>>>

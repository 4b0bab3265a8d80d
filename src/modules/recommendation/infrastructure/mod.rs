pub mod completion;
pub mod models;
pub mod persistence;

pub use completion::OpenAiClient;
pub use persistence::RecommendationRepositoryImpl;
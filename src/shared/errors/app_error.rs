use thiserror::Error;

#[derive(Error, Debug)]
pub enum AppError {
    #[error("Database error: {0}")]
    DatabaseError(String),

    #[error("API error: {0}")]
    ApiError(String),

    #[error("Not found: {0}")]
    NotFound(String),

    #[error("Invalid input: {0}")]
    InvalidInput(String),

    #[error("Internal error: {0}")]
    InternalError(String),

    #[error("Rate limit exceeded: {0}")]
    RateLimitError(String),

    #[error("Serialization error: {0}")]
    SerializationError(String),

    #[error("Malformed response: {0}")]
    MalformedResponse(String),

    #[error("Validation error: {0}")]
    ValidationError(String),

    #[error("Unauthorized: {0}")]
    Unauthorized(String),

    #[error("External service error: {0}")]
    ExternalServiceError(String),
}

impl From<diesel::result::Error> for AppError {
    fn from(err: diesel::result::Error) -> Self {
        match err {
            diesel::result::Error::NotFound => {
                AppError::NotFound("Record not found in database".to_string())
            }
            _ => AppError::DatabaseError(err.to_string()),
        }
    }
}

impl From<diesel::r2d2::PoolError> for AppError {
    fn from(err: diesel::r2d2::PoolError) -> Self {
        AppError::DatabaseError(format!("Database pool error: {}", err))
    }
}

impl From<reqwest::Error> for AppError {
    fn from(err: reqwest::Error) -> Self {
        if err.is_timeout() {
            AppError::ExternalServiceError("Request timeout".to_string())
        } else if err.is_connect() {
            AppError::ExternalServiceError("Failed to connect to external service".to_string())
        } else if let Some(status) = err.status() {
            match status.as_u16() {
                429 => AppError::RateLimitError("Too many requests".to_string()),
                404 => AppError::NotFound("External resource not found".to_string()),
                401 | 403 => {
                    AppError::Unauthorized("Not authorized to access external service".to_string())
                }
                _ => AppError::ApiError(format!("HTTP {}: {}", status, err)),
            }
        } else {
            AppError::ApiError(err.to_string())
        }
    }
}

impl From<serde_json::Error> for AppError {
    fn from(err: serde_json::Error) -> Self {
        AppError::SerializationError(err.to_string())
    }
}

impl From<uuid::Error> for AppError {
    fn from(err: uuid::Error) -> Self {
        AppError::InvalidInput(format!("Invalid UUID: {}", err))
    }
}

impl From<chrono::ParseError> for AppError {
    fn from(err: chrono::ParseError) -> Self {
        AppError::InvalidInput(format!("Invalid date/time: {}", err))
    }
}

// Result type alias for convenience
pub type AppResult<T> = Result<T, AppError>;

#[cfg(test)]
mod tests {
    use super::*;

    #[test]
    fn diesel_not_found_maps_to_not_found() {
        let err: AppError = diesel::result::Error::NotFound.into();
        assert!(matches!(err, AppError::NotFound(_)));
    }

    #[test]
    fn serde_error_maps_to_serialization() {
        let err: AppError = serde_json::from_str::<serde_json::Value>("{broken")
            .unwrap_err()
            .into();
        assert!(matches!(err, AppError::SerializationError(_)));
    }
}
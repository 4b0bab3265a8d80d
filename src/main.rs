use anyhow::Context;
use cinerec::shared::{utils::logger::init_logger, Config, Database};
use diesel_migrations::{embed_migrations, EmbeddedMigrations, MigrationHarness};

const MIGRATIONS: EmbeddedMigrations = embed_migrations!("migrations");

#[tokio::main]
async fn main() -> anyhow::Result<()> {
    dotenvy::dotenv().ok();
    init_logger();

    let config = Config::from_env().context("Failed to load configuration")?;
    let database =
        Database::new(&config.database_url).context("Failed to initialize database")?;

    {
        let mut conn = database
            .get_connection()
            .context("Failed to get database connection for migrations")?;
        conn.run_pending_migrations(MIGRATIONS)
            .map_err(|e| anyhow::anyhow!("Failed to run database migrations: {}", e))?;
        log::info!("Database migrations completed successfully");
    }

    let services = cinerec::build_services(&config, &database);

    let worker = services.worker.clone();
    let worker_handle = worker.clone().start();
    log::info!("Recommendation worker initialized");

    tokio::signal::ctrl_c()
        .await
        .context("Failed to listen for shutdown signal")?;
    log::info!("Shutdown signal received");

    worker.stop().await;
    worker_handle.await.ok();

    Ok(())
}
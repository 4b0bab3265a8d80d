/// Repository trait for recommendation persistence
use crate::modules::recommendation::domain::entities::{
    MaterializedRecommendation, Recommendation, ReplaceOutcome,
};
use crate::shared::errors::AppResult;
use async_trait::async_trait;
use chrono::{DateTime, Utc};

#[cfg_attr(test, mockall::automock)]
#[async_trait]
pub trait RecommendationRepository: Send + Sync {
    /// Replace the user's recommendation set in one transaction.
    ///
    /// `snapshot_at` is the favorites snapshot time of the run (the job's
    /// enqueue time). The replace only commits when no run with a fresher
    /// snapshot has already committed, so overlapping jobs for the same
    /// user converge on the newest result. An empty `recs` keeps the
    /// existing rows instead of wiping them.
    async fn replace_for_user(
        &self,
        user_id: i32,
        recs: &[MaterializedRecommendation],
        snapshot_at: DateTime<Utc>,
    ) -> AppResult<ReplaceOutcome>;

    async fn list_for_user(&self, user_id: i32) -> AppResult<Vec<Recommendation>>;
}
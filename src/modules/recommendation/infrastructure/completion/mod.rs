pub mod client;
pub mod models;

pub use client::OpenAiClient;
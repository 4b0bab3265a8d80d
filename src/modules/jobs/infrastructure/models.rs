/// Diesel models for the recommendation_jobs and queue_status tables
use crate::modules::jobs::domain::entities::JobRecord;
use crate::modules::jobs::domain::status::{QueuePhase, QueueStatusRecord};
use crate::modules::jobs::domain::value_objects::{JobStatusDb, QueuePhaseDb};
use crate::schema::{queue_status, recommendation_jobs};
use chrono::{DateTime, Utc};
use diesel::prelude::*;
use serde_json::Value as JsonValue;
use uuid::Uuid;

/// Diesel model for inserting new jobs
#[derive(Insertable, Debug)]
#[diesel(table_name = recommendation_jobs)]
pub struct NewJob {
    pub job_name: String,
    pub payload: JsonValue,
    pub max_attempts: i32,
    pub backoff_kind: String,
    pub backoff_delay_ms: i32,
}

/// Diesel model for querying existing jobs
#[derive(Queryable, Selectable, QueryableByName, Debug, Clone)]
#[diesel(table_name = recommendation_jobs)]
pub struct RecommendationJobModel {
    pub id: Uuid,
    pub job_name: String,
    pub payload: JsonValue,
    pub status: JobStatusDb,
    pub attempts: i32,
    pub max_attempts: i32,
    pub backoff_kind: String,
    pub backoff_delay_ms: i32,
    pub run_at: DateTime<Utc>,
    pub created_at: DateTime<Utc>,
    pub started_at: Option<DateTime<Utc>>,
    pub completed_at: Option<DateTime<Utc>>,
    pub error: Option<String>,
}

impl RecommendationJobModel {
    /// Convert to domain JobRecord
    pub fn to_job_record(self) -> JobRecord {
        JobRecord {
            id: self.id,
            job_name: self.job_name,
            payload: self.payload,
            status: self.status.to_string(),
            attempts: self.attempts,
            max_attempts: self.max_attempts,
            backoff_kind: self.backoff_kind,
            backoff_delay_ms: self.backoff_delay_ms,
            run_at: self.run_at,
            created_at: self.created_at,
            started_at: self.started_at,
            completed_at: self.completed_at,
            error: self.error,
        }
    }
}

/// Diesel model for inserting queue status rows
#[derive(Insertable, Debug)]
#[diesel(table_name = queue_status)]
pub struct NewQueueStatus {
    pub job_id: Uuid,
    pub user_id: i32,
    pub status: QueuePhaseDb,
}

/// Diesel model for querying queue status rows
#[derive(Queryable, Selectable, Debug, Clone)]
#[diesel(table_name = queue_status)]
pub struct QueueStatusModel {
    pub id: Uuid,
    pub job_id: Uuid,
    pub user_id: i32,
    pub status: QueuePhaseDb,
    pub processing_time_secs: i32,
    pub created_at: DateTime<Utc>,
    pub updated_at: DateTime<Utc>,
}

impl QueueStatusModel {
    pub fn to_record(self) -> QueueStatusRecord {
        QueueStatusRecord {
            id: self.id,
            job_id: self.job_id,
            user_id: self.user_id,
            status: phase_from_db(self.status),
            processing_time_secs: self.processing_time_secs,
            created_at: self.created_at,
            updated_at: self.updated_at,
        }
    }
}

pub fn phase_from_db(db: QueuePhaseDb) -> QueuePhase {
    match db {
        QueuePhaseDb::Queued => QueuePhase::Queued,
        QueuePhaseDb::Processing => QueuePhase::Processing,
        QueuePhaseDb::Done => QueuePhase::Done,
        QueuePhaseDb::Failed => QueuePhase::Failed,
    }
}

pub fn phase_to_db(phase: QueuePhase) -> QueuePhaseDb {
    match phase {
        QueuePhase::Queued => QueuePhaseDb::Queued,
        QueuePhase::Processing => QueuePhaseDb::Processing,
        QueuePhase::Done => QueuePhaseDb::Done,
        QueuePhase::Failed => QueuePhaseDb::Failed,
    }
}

<<<

Match on "ParseError" and copy out every line of the entries that contains it.

> _ANSWER BELOW_:
impl From<chrono::ParseError> for AppError {
    fn from(err: chrono::ParseError) -> Self {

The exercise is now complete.